The following letter was sent on October 18 to Plaintiffs:

“Upon review of the foreclosure file on Russell Williams and my letter to you dated October 13, 1982,1 discovered that an error had been made and the amount of tender incorrectly stated.
“In order to set the record straight the amount should read $58,341.98 which was the correct figure given to me- by your attorney_”
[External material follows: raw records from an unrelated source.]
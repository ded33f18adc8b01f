//! Integration tests for category parents, delete guards, and listing.

use assert_matches::assert_matches;
use matuto_core::category::{delete_blocker, validate_parent};
use matuto_core::error::CoreError;
use matuto_core::pagination::PageRequest;
use matuto_db::models::article::CreateArticle;
use matuto_db::models::category::{CategoryQuery, CreateCategory, UpdateCategory};
use matuto_db::repositories::{ArticleRepo, CategoryRepo, CategoryUpdateError};
use sqlx::PgPool;

fn new_category(name: &str, parent_id: Option<i64>) -> CreateCategory {
    CreateCategory {
        name: name.to_string(),
        parent_id,
        ..Default::default()
    }
}

#[sqlx::test(migrations = "../../db/migrations")]
async fn test_negative_parent_creates_root(pool: PgPool) {
    let root = CategoryRepo::create(&pool, &new_category("Root", Some(-1)))
        .await
        .unwrap();
    assert_eq!(root.parent_id, None);
    assert_eq!(root.status, 0);

    let child = CategoryRepo::create(&pool, &new_category("Child", Some(root.id)))
        .await
        .unwrap();
    assert_eq!(child.parent_id, Some(root.id));

    let moved = CategoryRepo::update(
        &pool,
        child.id,
        &UpdateCategory {
            parent_id: Some(-1),
            ..Default::default()
        },
    )
    .await
    .unwrap()
    .unwrap();
    assert_eq!(moved.parent_id, None);
}

#[sqlx::test(migrations = "../../db/migrations")]
async fn test_update_without_parent_keeps_parent(pool: PgPool) {
    let root = CategoryRepo::create(&pool, &new_category("Root", None)).await.unwrap();
    let child = CategoryRepo::create(&pool, &new_category("Child", Some(root.id)))
        .await
        .unwrap();

    let renamed = CategoryRepo::update(
        &pool,
        child.id,
        &UpdateCategory {
            name: Some("Renamed".to_string()),
            ..Default::default()
        },
    )
    .await
    .unwrap()
    .unwrap();
    assert_eq!(renamed.parent_id, Some(root.id));
    assert_eq!(renamed.name, "Renamed");
}

#[sqlx::test(migrations = "../../db/migrations")]
async fn test_descendant_parent_is_detected(pool: PgPool) {
    let a = CategoryRepo::create(&pool, &new_category("A", None)).await.unwrap();
    let b = CategoryRepo::create(&pool, &new_category("B", Some(a.id))).await.unwrap();
    let c = CategoryRepo::create(&pool, &new_category("C", Some(b.id))).await.unwrap();

    let tree = CategoryRepo::adjacency(&pool).await.unwrap();
    assert!(validate_parent(Some(a.id), Some(c.id), &tree).is_err());
    assert!(validate_parent(Some(a.id), Some(a.id), &tree).is_err());
    assert!(validate_parent(Some(c.id), Some(a.id), &tree).is_ok());
}

fn move_under(parent_id: i64) -> UpdateCategory {
    UpdateCategory {
        parent_id: Some(parent_id),
        ..Default::default()
    }
}

#[sqlx::test(migrations = "../../db/migrations")]
async fn test_update_rejects_cycle(pool: PgPool) {
    let a = CategoryRepo::create(&pool, &new_category("A", None)).await.unwrap();
    let b = CategoryRepo::create(&pool, &new_category("B", Some(a.id))).await.unwrap();

    let result = CategoryRepo::update(&pool, a.id, &move_under(b.id)).await;
    assert_matches!(
        result,
        Err(CategoryUpdateError::InvalidParent(CoreError::Validation(_)))
    );

    let a = CategoryRepo::find_by_id(&pool, a.id).await.unwrap().unwrap();
    assert_eq!(a.parent_id, None, "rejected move leaves the row untouched");
}

#[sqlx::test(migrations = "../../db/migrations")]
async fn test_concurrent_swaps_cannot_form_cycle(pool: PgPool) {
    let a = CategoryRepo::create(&pool, &new_category("A", None)).await.unwrap();
    let b = CategoryRepo::create(&pool, &new_category("B", None)).await.unwrap();

    let move_a = move_under(b.id);
    let move_b = move_under(a.id);
    let (first, second) = tokio::join!(
        CategoryRepo::update(&pool, a.id, &move_a),
        CategoryRepo::update(&pool, b.id, &move_b),
    );
    assert_eq!(
        [first.is_ok(), second.is_ok()].iter().filter(|ok| **ok).count(),
        1,
        "exactly one of two opposing moves may win"
    );

    let tree = CategoryRepo::adjacency(&pool).await.unwrap();
    assert!(tree.children_of(a.id).is_empty() || tree.children_of(b.id).is_empty());
}

#[sqlx::test(migrations = "../../db/migrations")]
async fn test_delete_guards(pool: PgPool) {
    let parent = CategoryRepo::create(&pool, &new_category("Parent", None)).await.unwrap();
    let child = CategoryRepo::create(&pool, &new_category("Child", Some(parent.id)))
        .await
        .unwrap();

    // Parent has a child.
    let children = CategoryRepo::child_count(&pool, parent.id).await.unwrap();
    let articles = CategoryRepo::article_count(&pool, parent.id).await.unwrap();
    assert!(delete_blocker(children, articles).is_some());

    // Child is used by an article.
    let article = ArticleRepo::create(
        &pool,
        &CreateArticle {
            title: "Filed".to_string(),
            content: "body".to_string(),
            category_ids: vec![child.id],
            ..Default::default()
        },
        None,
    )
    .await
    .unwrap();
    let children = CategoryRepo::child_count(&pool, child.id).await.unwrap();
    let articles = CategoryRepo::article_count(&pool, child.id).await.unwrap();
    assert_eq!((children, articles), (0, 1));
    assert!(delete_blocker(children, articles).is_some());

    // Once the article is gone both can be deleted, leaf first.
    ArticleRepo::delete(&pool, article.article.id).await.unwrap();
    assert!(delete_blocker(
        CategoryRepo::child_count(&pool, child.id).await.unwrap(),
        CategoryRepo::article_count(&pool, child.id).await.unwrap(),
    )
    .is_none());
    assert!(CategoryRepo::delete(&pool, child.id).await.unwrap());
    assert!(CategoryRepo::delete(&pool, parent.id).await.unwrap());
}

#[sqlx::test(migrations = "../../db/migrations")]
async fn test_list_filters_by_name_and_status(pool: PgPool) {
    CategoryRepo::create(&pool, &new_category("Rust Lang", None)).await.unwrap();
    CategoryRepo::create(&pool, &new_category("Go Lang", None)).await.unwrap();
    CategoryRepo::create(
        &pool,
        &CreateCategory {
            status: Some(1),
            ..new_category("Rusty Hidden", None)
        },
    )
    .await
    .unwrap();

    let pagination = PageRequest::default().validate().unwrap();
    let rust = CategoryRepo::list_page(
        &pool,
        &CategoryQuery {
            name: Some("rust".to_string()),
            ..Default::default()
        },
        pagination,
    )
    .await
    .unwrap();
    assert_eq!(rust.total, 2);

    let active_rust = CategoryRepo::list_page(
        &pool,
        &CategoryQuery {
            name: Some("rust".to_string()),
            status: Some(0),
            ..Default::default()
        },
        pagination,
    )
    .await
    .unwrap();
    assert_eq!(active_rust.total, 1);
    assert_eq!(active_rust.items[0].name, "Rust Lang");

    let active = CategoryRepo::list_all(&pool, true).await.unwrap();
    assert_eq!(active.len(), 2);
}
On October 22 plaintiffs and their attorney appeared at the bank and presented the note, deed of trust, and executed deed of release and demanded $68,341.98. The bank refused and this suit followed. Plaintiffs sought to recover the figure contained in the letter of October 13 on the basis that a contract existed between the parties based on that letter and plaintiffs’ mail-gram of October 18. The bank counterclaimed seeking a declaratory judgment that it was entitled to prepay the note, that it made full tender on September 28, and sought an order that plaintiffs deliver the note, deed of trust, and deed of release in return for $58,341.98. It also sought a statutory penalty of 10% for improper refusal to release. The trial court found for defendant on plaintiffs claim, and awarded defendant what it prayed in the counterclaim except for the statutory penalty.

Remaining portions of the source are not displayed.